On 7/17/2010 11:21 AM, Christian Volney wrote:
This ‘call’ to replace the Skeritt administration (due to the ‘suggested’ incompetence of the Prime Minister’s Administration) is based on a ‘non competent replacement’ strategy and it ludicrous, even dangerous by nature.
How can it be suggested that an administration be replaced, without a collective replacement means or governing body action plan? It is agreed by all that good governance and ‘ethical’ accountability in governance is a ‘neccessary’ valued prerequisite for long term economic advancement and sustainability in any developing country.
The ‘suggested’ acceptance (by many within) that the current Skerrit lead administration cannot achieve developmental objectives alone has led to a broadening of involvement in policy formulation and implementation to encompass other societal actors, captured in the term ‘governance’. In assessing whether or not the relevant development objectives are being achieved, therefore, earlier concerns with appropriate performance indicators and monitoring systems for public sector agencies have given way to attempts to specify what is meant by ‘good governance’ and how progress towards this might be monitored and assessed. The normative identification of the characteristics of good governance rests on (often implicit) assumptions about the nature of political and administrative cultures and systems and is, in the literature, rarely separated from analytical accounts of how governance responsibilities are in practice fulfilled.
Let’s evaluate the fundamentals governing good governance, then compare the record of this administration in relation to.
* The rule of law, underpinned by an independent court system, which forms a basis for resolving conflicts, helping to ensure respect for property rights and contracts, and preventing capricious government action
* Electoral legitimacy, derived from periodic open, competitive and free elections that provide an elected political executive with a mandate to govern
* Freedom of expression and association, to nurture a democratic political culture and increase accountability, and to provide partners for the delivery of services and micro-credit
* Accountability and transparency – accountability implies responsive to the demands of the governed, enforced by respect for the rule of law and an independent judiciary, together with elected bodies exercising oversight, widespread access to information and a free media. Weak accountability and lack of transparency is demonstrated by corruption “the misuse of public office for private gain” (Adamolekun 1999, p.9)

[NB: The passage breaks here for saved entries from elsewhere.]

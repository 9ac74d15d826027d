//! ClientHello message (RFC 5246 Section 7.4.1.2).
//!
//! ```text
//! struct {
//!     ProtocolVersion client_version;
//!     Random random;
//!     SessionID session_id;                         -- <0..32>
//!     CipherSuite cipher_suites<2..2^16-2>;
//!     CompressionMethod compression_methods<1..2^8-1>;
//!     select (extensions_present) {
//!         case false: struct {};
//!         case true:  Extension extensions<0..2^16-1>;
//!     };
//! } ClientHello;
//! ```

use crate::codec::{Emitter, Reader};
use crate::error::{Error, Result};
use crate::extensions::{decode_extensions, encode_extensions, Extension};
use crate::protocol::{HandshakeType, ProtocolVersion, RANDOM_SIZE};

/// The only compression method offered.
pub const COMPRESSION_NULL: u8 = 0;

/// ClientHello message.
#[derive(Debug, Clone, PartialEq, Eq)]
pub struct ClientHello {
    /// Highest version the client supports
    pub client_version: ProtocolVersion,
    /// Client random
    pub random: [u8; RANDOM_SIZE],
    /// Session id (always empty; no resumption)
    pub session_id: Vec<u8>,
    /// Offered cipher suite ids, in preference order
    pub cipher_suites: Vec<u16>,
    /// Offered compression methods
    pub compression_methods: Vec<u8>,
    /// Hello extensions
    pub extensions: Vec<Extension>,
}

impl ClientHello {
    /// Create a ClientHello with an empty session id and null compression.
    pub fn new(
        client_version: ProtocolVersion,
        random: [u8; RANDOM_SIZE],
        cipher_suites: Vec<u16>,
    ) -> Self {
        Self {
            client_version,
            random,
            session_id: Vec::new(),
            cipher_suites,
            compression_methods: vec![COMPRESSION_NULL],
            extensions: Vec::new(),
        }
    }

    /// Add the `server_name` extension.
    pub fn with_server_name(mut self, host: &str) -> Result<Self> {
        self.extensions.push(Extension::server_name(host)?);
        Ok(self)
    }

    /// The host name requested through SNI, if any.
    pub fn server_name(&self) -> Option<String> {
        self.extensions
            .iter()
            .find_map(|ext| ext.parse_server_name().ok().flatten())
    }

    /// Append the handshake message (header included) to `out`.
    pub fn encode(&self, out: &mut Emitter) -> Result<()> {
        if self.cipher_suites.is_empty() {
            return Err(Error::InvalidConfig("no cipher suites to offer".into()));
        }

        let msg = out.begin_handshake(HandshakeType::ClientHello);
        out.put_slice(&self.client_version.to_bytes());
        out.put_slice(&self.random);
        out.put_vector(1, &self.session_id)?;

        let suites = out.reserve(2);
        for id in &self.cipher_suites {
            out.put_u16(*id);
        }
        out.patch_length(suites)?;

        out.put_vector(1, &self.compression_methods)?;
        encode_extensions(out, &self.extensions)?;
        out.patch_length(msg)
    }

    /// Decode a ClientHello body.
    pub fn decode(body: &[u8]) -> Result<Self> {
        let mut reader = Reader::new(body);

        let raw_version = reader.read_u16()?;
        let client_version = ProtocolVersion::from_u16(raw_version)
            .ok_or(Error::UnsupportedVersion(raw_version))?;
        let random = reader.read_array::<RANDOM_SIZE>()?;

        let session_id = reader.read_vec8()?;
        if session_id.len() > 32 {
            return Err(Error::InvalidMessage("session id longer than 32 bytes".into()));
        }

        let suite_bytes = reader.read_vec16()?;
        if suite_bytes.is_empty() || suite_bytes.len() % 2 != 0 {
            return Err(Error::InvalidMessage("malformed cipher suite list".into()));
        }
        let cipher_suites = suite_bytes
            .chunks_exact(2)
            .map(|pair| u16::from_be_bytes([pair[0], pair[1]]))
            .collect();

        let compression_methods = reader.read_vec8()?.to_vec();
        if compression_methods.is_empty() {
            return Err(Error::InvalidMessage("no compression methods".into()));
        }

        let extensions = decode_extensions(&mut reader)?;
        reader.expect_empty("ClientHello")?;

        Ok(Self {
            client_version,
            random,
            session_id: session_id.to_vec(),
            cipher_suites,
            compression_methods,
            extensions,
        })
    }
}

* Development-oriented leadership i.e. leadership which is committed to the development and transformation of the whole society.
* Competent, efficient administration.
In the most recent World Bank document, these are expressed as goals and objectives for sustainable cities, to be realised through a mixture of components and preconditions, rather than criteria for good governance (World Bank 2000). They comprise
* accountability, transparency and integration of local government
* local government institutions sensitive to the needs of the poor
* cost effective fulfilment of local government service objectives, through sound financial management and access to market-based credit
* a social compact with users for fees-for-services
The political pool of competent and qualified representation has dwindled in Dominican politics over the last three decades; involvement by qualified representation in our political ‘due process’ has been non-evident and reduced to bickering and a subtle political polarization by those capable of making a difference. Qualified political polarization has been replaced by political popularity due to the shallowness of the political gene pool.
Again, in summarization; who do we replace this government with?